--- DATASET RECORDS Enclosed Below ---
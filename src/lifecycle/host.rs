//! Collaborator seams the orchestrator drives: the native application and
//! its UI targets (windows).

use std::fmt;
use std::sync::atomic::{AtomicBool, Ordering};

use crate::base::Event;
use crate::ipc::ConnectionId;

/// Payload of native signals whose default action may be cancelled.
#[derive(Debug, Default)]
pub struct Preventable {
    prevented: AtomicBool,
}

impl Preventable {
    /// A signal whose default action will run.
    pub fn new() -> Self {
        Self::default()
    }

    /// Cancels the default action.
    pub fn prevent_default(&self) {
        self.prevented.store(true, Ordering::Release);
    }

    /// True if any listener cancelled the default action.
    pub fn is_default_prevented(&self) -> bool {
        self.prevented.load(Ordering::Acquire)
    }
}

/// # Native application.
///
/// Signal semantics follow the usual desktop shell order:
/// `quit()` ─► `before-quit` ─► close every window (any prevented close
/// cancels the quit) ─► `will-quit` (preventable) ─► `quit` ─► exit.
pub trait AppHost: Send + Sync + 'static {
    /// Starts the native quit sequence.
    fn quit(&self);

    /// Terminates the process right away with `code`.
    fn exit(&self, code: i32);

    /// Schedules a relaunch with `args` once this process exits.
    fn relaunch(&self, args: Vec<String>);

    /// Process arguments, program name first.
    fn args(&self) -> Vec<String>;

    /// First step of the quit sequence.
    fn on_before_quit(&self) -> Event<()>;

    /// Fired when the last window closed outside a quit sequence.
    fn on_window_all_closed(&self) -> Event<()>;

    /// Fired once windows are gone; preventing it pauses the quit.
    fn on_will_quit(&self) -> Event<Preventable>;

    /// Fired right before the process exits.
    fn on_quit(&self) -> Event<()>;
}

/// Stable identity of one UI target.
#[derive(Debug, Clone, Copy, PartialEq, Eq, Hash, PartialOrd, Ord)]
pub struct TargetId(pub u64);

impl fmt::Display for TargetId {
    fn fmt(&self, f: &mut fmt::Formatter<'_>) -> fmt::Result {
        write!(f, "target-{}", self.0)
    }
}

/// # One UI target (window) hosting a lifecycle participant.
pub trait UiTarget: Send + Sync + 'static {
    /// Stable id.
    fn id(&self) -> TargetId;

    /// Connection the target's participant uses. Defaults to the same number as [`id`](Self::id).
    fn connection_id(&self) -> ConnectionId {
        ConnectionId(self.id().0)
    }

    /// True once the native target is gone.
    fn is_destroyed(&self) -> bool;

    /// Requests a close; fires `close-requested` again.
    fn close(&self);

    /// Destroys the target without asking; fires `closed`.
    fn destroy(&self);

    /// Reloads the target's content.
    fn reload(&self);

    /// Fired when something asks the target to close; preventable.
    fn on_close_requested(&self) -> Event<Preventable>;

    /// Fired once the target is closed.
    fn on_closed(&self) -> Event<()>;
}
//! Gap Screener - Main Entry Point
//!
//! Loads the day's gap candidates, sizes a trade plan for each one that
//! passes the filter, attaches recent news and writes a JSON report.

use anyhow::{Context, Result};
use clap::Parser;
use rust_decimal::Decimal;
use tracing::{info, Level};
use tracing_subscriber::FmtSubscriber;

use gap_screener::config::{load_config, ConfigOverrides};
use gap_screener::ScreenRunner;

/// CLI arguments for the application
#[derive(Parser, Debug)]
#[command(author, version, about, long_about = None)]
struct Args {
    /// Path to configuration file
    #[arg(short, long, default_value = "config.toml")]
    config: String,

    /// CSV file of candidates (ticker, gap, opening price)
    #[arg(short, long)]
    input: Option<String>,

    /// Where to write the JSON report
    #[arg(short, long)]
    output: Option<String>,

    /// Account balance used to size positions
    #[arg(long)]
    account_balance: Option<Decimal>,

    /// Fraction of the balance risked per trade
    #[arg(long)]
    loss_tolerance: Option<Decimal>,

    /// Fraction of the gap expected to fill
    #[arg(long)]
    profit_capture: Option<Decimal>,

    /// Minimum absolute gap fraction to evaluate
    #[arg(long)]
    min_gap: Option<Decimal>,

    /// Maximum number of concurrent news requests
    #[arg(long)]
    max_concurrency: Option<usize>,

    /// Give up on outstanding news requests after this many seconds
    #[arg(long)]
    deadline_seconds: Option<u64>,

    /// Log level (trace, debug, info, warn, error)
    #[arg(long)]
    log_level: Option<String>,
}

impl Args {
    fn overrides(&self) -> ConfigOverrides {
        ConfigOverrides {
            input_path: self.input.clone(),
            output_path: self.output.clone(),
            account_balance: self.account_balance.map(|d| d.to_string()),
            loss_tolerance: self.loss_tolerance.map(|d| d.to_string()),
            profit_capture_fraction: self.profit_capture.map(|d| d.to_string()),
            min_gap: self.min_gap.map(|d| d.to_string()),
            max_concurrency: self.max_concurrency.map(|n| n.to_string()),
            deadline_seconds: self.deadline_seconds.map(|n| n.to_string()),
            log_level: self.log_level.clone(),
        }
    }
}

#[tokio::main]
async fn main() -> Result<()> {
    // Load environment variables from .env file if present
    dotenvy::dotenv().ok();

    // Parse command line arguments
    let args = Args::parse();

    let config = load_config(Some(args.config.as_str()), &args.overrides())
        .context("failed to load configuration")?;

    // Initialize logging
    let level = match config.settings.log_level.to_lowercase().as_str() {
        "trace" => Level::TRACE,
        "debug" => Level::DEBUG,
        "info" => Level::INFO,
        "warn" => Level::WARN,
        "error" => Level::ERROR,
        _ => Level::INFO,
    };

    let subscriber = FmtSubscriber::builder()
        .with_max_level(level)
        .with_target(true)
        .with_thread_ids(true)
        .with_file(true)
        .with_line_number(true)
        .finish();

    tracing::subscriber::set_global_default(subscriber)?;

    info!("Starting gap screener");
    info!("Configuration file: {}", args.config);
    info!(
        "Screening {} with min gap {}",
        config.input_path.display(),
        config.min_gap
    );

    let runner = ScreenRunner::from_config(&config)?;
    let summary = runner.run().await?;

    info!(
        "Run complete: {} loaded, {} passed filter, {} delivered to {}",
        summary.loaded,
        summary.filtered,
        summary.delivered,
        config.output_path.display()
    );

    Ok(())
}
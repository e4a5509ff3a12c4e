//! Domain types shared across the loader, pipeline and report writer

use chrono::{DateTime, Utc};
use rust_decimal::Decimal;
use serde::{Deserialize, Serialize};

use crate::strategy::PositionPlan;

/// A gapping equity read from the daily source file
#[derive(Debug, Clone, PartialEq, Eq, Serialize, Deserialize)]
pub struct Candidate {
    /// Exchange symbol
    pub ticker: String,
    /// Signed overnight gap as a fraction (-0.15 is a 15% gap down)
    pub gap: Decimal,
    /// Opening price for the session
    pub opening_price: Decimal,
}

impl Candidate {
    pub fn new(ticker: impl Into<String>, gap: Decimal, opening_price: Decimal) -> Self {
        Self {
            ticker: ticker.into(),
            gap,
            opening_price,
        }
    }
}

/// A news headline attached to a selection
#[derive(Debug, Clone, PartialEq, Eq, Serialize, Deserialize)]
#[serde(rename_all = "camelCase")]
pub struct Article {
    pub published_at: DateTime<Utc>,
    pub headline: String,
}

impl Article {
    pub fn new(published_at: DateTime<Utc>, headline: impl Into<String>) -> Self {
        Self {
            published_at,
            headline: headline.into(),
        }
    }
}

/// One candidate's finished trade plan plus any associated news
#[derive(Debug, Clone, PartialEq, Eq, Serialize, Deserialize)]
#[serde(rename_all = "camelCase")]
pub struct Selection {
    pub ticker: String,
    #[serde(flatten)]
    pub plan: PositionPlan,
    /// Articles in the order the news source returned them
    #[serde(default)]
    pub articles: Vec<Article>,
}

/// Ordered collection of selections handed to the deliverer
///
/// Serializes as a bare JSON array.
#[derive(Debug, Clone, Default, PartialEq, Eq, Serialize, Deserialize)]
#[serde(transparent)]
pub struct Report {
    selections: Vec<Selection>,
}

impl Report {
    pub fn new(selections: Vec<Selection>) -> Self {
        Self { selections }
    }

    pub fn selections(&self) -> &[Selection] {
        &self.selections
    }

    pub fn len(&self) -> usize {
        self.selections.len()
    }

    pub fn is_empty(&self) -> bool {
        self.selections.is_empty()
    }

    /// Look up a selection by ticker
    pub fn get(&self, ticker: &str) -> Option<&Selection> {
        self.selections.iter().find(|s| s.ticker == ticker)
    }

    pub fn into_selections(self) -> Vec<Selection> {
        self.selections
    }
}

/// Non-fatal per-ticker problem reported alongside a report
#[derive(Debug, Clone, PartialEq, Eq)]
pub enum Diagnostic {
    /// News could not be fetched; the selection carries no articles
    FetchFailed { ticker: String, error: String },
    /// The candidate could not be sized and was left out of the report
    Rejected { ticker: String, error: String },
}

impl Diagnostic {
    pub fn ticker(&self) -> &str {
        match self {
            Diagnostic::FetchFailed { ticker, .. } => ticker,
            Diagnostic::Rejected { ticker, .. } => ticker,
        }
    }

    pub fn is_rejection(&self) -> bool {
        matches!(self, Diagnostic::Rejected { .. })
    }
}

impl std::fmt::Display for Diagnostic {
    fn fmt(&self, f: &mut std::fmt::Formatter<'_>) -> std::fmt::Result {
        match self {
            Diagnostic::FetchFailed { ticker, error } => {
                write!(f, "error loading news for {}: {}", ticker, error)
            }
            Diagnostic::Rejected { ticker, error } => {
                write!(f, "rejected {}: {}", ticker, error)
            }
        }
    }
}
--- End of Enclosed DATASET RECORDS ---
--- DATASET RECORDS Enclosed Below ---
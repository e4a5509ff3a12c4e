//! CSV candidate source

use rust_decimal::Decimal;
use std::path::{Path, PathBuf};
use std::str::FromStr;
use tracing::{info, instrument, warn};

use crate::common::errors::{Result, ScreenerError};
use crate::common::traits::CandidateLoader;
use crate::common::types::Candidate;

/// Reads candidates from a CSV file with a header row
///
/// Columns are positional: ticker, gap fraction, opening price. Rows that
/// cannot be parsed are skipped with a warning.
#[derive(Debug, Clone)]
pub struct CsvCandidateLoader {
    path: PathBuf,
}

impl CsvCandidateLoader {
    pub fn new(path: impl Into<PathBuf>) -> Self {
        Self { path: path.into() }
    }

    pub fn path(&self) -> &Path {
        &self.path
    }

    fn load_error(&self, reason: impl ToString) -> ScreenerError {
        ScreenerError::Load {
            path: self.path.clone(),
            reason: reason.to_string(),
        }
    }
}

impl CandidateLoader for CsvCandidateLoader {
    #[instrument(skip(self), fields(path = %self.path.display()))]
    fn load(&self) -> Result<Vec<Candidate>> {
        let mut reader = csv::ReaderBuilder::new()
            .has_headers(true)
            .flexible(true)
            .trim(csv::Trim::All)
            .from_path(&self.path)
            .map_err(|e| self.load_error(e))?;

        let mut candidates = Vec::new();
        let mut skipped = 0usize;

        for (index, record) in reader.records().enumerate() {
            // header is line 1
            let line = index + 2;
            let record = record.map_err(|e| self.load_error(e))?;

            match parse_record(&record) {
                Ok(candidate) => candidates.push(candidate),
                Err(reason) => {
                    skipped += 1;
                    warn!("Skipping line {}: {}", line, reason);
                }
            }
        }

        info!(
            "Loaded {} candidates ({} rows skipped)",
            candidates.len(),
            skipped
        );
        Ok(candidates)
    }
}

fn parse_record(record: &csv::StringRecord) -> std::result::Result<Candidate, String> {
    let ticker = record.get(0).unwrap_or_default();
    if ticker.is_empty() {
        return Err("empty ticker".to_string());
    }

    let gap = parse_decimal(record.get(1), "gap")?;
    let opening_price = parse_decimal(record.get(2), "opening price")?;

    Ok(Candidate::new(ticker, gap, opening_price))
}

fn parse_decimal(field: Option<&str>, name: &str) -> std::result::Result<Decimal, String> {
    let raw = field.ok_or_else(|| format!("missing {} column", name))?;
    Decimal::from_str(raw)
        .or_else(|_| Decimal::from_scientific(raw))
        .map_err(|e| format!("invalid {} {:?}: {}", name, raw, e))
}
--- End of Enclosed DATASET RECORDS ---
EXERCISE DETAILS: Your answer should consist only of the lines above between the line holding "filename src/lifecycle/host.rs" and the line holding "action will run.", inclusive, each transcribed exactly.

ANSWER SECTION:
filename src/lifecycle/host.rs
//! Collaborator seams the orchestrator drives: the native application and
//! its UI targets (windows).

use std::fmt;
use std::sync::atomic::{AtomicBool, Ordering};

use crate::base::Event;
use crate::ipc::ConnectionId;

/// Payload of native signals whose default action may be cancelled.
#[derive(Debug, Default)]
pub struct Preventable {
    prevented: AtomicBool,
}

impl Preventable {
    /// A signal whose default action will run.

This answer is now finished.